Friday, September 23, 2011
Tuesday, September 06, 2011
Tuesday, August 30, 2011
I never thought I'd be happy to be back in my "Montgomery home" again.
Sure, the floors are still grimy. Yes, we picked up an ant infestation in the bathroom and the kitchen while we were in DC due to a hidden Cheerio or two under the bathmat and one under the fridge. (Luckily, since Kiko beat me home, he got the ant problem MOSTLY under control before we came home.) And yes, there is still that faint smell of musty cigarettes. Now, not only does our TV not work properly, but the dish washer is broken and my bedside table lamp is out of order...however, in the midst of all of these less-than-ideal circumstances, we are back together as a family in our temporary Southern home and I feel I can breathe a sigh of relief.

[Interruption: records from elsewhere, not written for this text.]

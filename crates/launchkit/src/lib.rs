//! # launchkit
//!
//! Library for discovering and controlling launchd services and system
//! extensions on macOS.
//!
//! This crate provides functionality for:
//! - Parsing `launchctl` and `systemextensionsctl` output across OS releases
//! - Classifying services by protection level and root requirement
//! - Running lifecycle actions through the right privilege path
//! - Retrying transient failures with exponential backoff
//! - Ranking services against a fuzzy search pattern
//!
//! ## Example
//!
//! ```no_run
//! use launchkit::{Action, ActionOptions, Client, Settings};
//!
//! # async fn run() -> launchkit::Result<()> {
//! let client = Client::new(Settings::default())?;
//! let services = client.discover().await?;
//!
//! for hit in client.search(&services, "docker").iter().take(3) {
//!     println!("{} ({})", hit.item.label, hit.item.status);
//! }
//!
//! if let Some(service) = services.iter().find(|s| s.label == "com.example.agent") {
//!     let options = ActionOptions { dry_run: true, ..Default::default() };
//!     let result = client.perform_action(Action::Reload, service, &options).await;
//!     println!("{}", result.command.unwrap_or_default());
//! }
//! # Ok(())
//! # }
//! ```
//!
//! ## Retry Logic
//!
//! Transient failures (timeouts, busy resources, launchd unreachable) are
//! retried with exponential backoff. Configure it through
//! [`Settings::retry`] with a [`RetryConfig`].

#![warn(clippy::all)]

pub mod action;
pub mod backend;
pub mod classify;
pub mod context;
pub mod detail;
pub mod discovery;
pub mod error;
pub mod exec;
pub mod parser;
pub mod privilege;
pub mod retry;
pub mod search;
pub mod types;

#[cfg(test)]
pub(crate) mod testing;

pub use action::{Action, ActionOptions};
pub use context::{Context, OsVersion, SessionEnvironment, Settings};
pub use error::{Error, ErrorCategory, Result};
pub use types::{
    ActionResult, Confidence, Domain, FailureKind, Inferred, Protection, RetryConfig, RetryInfo,
    Service, ServiceDetail, ServiceStatus, ServiceType,
};

use backend::{CommandRunner, ProcessRunner};
use exec::Executor;
use std::sync::Arc;

/// High-level client for service operations.
///
/// Owns the execution context and the executor built from it.
pub struct Client {
    ctx: Context,
    exec: Executor,
}

impl Client {
    /// Create a client for the current process, spawning real commands.
    pub fn new(settings: Settings) -> Result<Self> {
        let ctx = Context::detect()?
            .with_settings(settings)
            .with_retry_callback(Arc::new(retry::LogCallback));
        Ok(Self::with_runner(ctx, Arc::new(ProcessRunner::new())))
    }

    /// Create a client with a custom runner (useful for testing).
    pub fn with_runner(ctx: Context, runner: Arc<dyn CommandRunner>) -> Self {
        let exec = ctx.executor(runner);
        Self { ctx, exec }
    }

    pub fn context(&self) -> &Context {
        &self.ctx
    }

    /// Whether `launchctl` is on PATH.
    pub fn is_available(&self) -> bool {
        which::which(action::LAUNCHCTL).is_ok()
    }

    // =========================================================================
    // Discovery
    // =========================================================================

    /// Discover every service. Fails only if the primary listing fails.
    pub async fn discover(&self) -> Result<Vec<Service>> {
        discovery::Discovery::new(&self.ctx, &self.exec).discover().await
    }

    /// Fetch detail for one service.
    pub async fn fetch_detail(&self, service: &Service) -> Result<ServiceDetail> {
        detail::fetch_detail(&self.ctx, &self.exec, service).await
    }

    /// Refine a service with fetched detail and reclassify it.
    pub fn refine(&self, service: &Service, detail: &ServiceDetail) -> Service {
        self.ctx.classifier().reclassify(service.refine(detail))
    }

    /// Rank services against `pattern`.
    pub fn search<'a, T: searchkit::Searchable>(
        &self,
        services: &'a [T],
        pattern: &str,
    ) -> Vec<searchkit::Ranked<'a, T>> {
        search::search(services, pattern)
    }

    // =========================================================================
    // Actions
    // =========================================================================

    /// Perform a lifecycle action, or compose its command in dry-run mode.
    pub async fn perform_action(
        &self,
        action: Action,
        service: &Service,
        options: &ActionOptions,
    ) -> ActionResult {
        action::ActionOrchestrator::new(&self.ctx, &self.exec)
            .perform(action, service, options)
            .await
    }

    /// Perform an action given by name; unknown names are rejected.
    pub async fn perform_named(
        &self,
        name: &str,
        service: &Service,
        options: &ActionOptions,
    ) -> ActionResult {
        action::ActionOrchestrator::new(&self.ctx, &self.exec)
            .perform_named(name, service, options)
            .await
    }
}
//! Reference-stable snapshot diffing.

use launchkit::Service;
use std::collections::{HashMap, HashSet};
use std::sync::Arc;

/// An entry with a stable id and fields that change between refreshes.
pub trait Keyed {
    fn key(&self) -> &str;

    /// Whether anything a caller redraws on differs from `other`.
    fn volatile_differs(&self, other: &Self) -> bool;
}

impl Keyed for Service {
    fn key(&self) -> &str {
        &self.id
    }

    fn volatile_differs(&self, other: &Self) -> bool {
        Service::volatile_differs(self, other)
    }
}

/// Result of merging a fresh snapshot into the current one.
#[derive(Debug, Clone)]
pub enum MergeOutcome<T> {
    /// Nothing volatile changed; keep the current state as is
    Unchanged,
    /// Replace the current state with this list
    Replaced(Vec<Arc<T>>),
}

impl<T> MergeOutcome<T> {
    pub fn is_unchanged(&self) -> bool {
        matches!(self, MergeOutcome::Unchanged)
    }
}

/// Merge `new` into `old`.
///
/// If any id was added or removed, `new` is returned as is. Otherwise
/// entries whose volatile fields are unchanged are the same `Arc` as in
/// `old`, in `new`'s order. When nothing changed at all the result is
/// [`MergeOutcome::Unchanged`].
pub fn merge<T: Keyed>(old: &[Arc<T>], new: Vec<Arc<T>>) -> MergeOutcome<T> {
    let previous: HashMap<&str, &Arc<T>> = old.iter().map(|s| (s.key(), s)).collect();
    let incoming: HashSet<&str> = new.iter().map(|s| s.key()).collect();
    // Duplicate ids on either side count as a membership change
    let same_ids = old.len() == new.len()
        && previous.len() == old.len()
        && incoming.len() == new.len()
        && incoming.iter().all(|key| previous.contains_key(key));
    if !same_ids {
        log::debug!("Snapshot membership changed ({} -> {})", old.len(), new.len());
        return MergeOutcome::Replaced(new);
    }

    let mut changed = 0usize;
    let merged: Vec<Arc<T>> = new
        .into_iter()
        .map(|fresh| match previous.get(fresh.key()) {
            Some(prev) if !prev.volatile_differs(&fresh) => Arc::clone(prev),
            _ => {
                changed += 1;
                fresh
            }
        })
        .collect();

    if changed == 0 {
        MergeOutcome::Unchanged
    } else {
        log::debug!("{} of {} services changed", changed, merged.len());
        MergeOutcome::Replaced(merged)
    }
}
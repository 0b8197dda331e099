//! Tolerant parsers for service manager output.
//!
//! Output layouts drift between OS releases, so every parser here skips
//! what it does not recognise instead of failing.

pub mod disabled;
pub mod extensions;
pub mod list;
pub mod print;

pub use disabled::parse_disabled;
pub use extensions::{merge_most_active, parse_extensions};
pub use list::parse_list;
pub use print::{first_occurrence_wins, normalize_key, parse_print};

use regex::Regex;
use std::sync::LazyLock;

static SAFE_LABEL: LazyLock<Regex> =
    LazyLock::new(|| Regex::new(r"^[A-Za-z0-9._-]+$").expect("valid label regex"));

/// Check that a label only uses alphanumerics, dot, hyphen and underscore.
pub fn is_safe_label(label: &str) -> bool {
    SAFE_LABEL.is_match(label)
}

/// Parse a numeric column. `-` or empty is absent, `0x` is hex.
///
/// Returns `Err(())` when the field is present but not a number.
pub(crate) fn parse_number(field: &str) -> Result<Option<i64>, ()> {
    let field = field.trim();
    if field.is_empty() || field == "-" {
        return Ok(None);
    }
    let (negative, digits) = match field.strip_prefix('-') {
        Some(rest) => (true, rest),
        None => (false, field),
    };
    let value = match digits
        .strip_prefix("0x")
        .or_else(|| digits.strip_prefix("0X"))
    {
        Some(hex) => i64::from_str_radix(hex, 16).map_err(|_| ())?,
        None => digits.parse::<i64>().map_err(|_| ())?,
    };
    Ok(Some(if negative { -value } else { value }))
}

#[cfg(test)]
mod tests {
    use super::*;

    #[test]
    fn test_safe_label() {
        assert!(is_safe_label("com.apple.syslogd"));
        assert!(is_safe_label("homebrew.mxcl.postgresql_14"));
        assert!(is_safe_label("application.com.example.App.1234.5678"));
        assert!(!is_safe_label(""));
        assert!(!is_safe_label("com.example;rm -rf"));
        assert!(!is_safe_label("has space"));
        assert!(!is_safe_label("quote\"d"));
    }

    #[test]
    fn test_parse_number() {
        assert_eq!(parse_number("-"), Ok(None));
        assert_eq!(parse_number(""), Ok(None));
        assert_eq!(parse_number("1234"), Ok(Some(1234)));
        assert_eq!(parse_number("-9"), Ok(Some(-9)));
        assert_eq!(parse_number("0x4e"), Ok(Some(78)));
        assert_eq!(parse_number("0XFF"), Ok(Some(255)));
        assert_eq!(parse_number("abc"), Err(()));
        assert_eq!(parse_number("0xzz"), Err(()));
    }
}
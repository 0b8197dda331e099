//! Multi-field ranking.

use crate::matcher::fuzzy_match;
use serde::Serialize;

/// A text field with its ranking weight.
#[derive(Debug, Clone, Copy, PartialEq)]
pub struct WeightedField<'a> {
    pub name: &'static str,
    pub text: &'a str,
    pub weight: f64,
}

impl<'a> WeightedField<'a> {
    pub fn new(name: &'static str, text: &'a str, weight: f64) -> Self {
        Self { name, text, weight }
    }
}

/// Anything that can be searched by its fields.
pub trait Searchable {
    /// Fields in priority order; earlier fields win ties.
    fn search_fields(&self) -> Vec<WeightedField<'_>>;
}

impl<T: Searchable + ?Sized> Searchable for std::sync::Arc<T> {
    fn search_fields(&self) -> Vec<WeightedField<'_>> {
        (**self).search_fields()
    }
}

impl<T: Searchable + ?Sized> Searchable for &T {
    fn search_fields(&self) -> Vec<WeightedField<'_>> {
        (**self).search_fields()
    }
}

/// The best-scoring field of one item.
#[derive(Debug, Clone, PartialEq, Serialize)]
pub struct FieldMatch {
    pub field: &'static str,
    /// Raw score multiplied by the field weight
    pub score: f64,
    /// Char positions within that field's text
    pub indices: Vec<usize>,
}

/// An item with its match.
#[derive(Debug, Clone, PartialEq)]
pub struct Ranked<'a, T> {
    pub item: &'a T,
    pub matched: FieldMatch,
}

/// Match `pattern` against every field and keep the best weighted score.
pub fn best_field(pattern: &str, fields: &[WeightedField<'_>]) -> Option<FieldMatch> {
    let mut best: Option<FieldMatch> = None;
    for field in fields {
        let Some(m) = fuzzy_match(pattern, field.text) else {
            continue;
        };
        let score = m.score as f64 * field.weight;
        if best.as_ref().is_none_or(|b| score > b.score) {
            best = Some(FieldMatch {
                field: field.name,
                score,
                indices: m.indices,
            });
        }
    }
    best
}

/// Rank items by their best field, highest first.
///
/// Items that match nowhere are dropped; equal scores keep input order.
/// An empty pattern keeps every item in input order.
pub fn rank<'a, T: Searchable>(items: &'a [T], pattern: &str) -> Vec<Ranked<'a, T>> {
    let mut ranked: Vec<Ranked<'a, T>> = items
        .iter()
        .filter_map(|item| {
            best_field(pattern, &item.search_fields()).map(|matched| Ranked { item, matched })
        })
        .collect();
    ranked.sort_by(|a, b| b.matched.score.total_cmp(&a.matched.score));
    ranked
}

I never thought I'd be so happy to be in that springy, uncomfortable bed again, but at least now I am next to my husband and more importantly, I made it safely out of DC with a healthy child....Though I actually had a wonderful time in DC, the last few days were rough because Joaquin had a fever of 102 for three days. Sometimes I wonder if I am the only mother that thinks her child is going to die every time he is sicker than the last. Normally, I am a fairly laid-back mom, but when he was sick this time, it was the first time he's been really lethargic and not showing signs of his normal, happy, inquisitive, chatty self. Add to this worry the fact that we are in someone else's home, imposing on their generosity, without a car, 3000 miles away from our pediatrician and everything familiar to us, and I was a basket case. The poor kid has been dragged from time-zone to time-zone, to new, unfamiliar place, to new, unfamiliar place and he has been a trouper!
Fortunately, we went to Laura's pediatrician who was amazing. If I ever move to DC, Dr. FInkelstein will certainly my doctor of choice for my kids. We waited 5 minutes in the waiting room before they took Joaquin and me in. Both Dr. FInkelstein and his nurses were patient, kind, and very talkative, asking us all sorts of questions about Joaquin, what we do, our time in DC, etc. Turns out, Joaquin just had a bad virus and not an ear infection or strep throat, like the doctor first wondered based on his symptoms.
And his last fever (knock on wood) was at 4:45 AM yesterday morning.
So though the beds in our DC hotel and Dan & Laura's were like beds in the Four Seasons, I wasn't getting much rest in them because I was worried about my little guy.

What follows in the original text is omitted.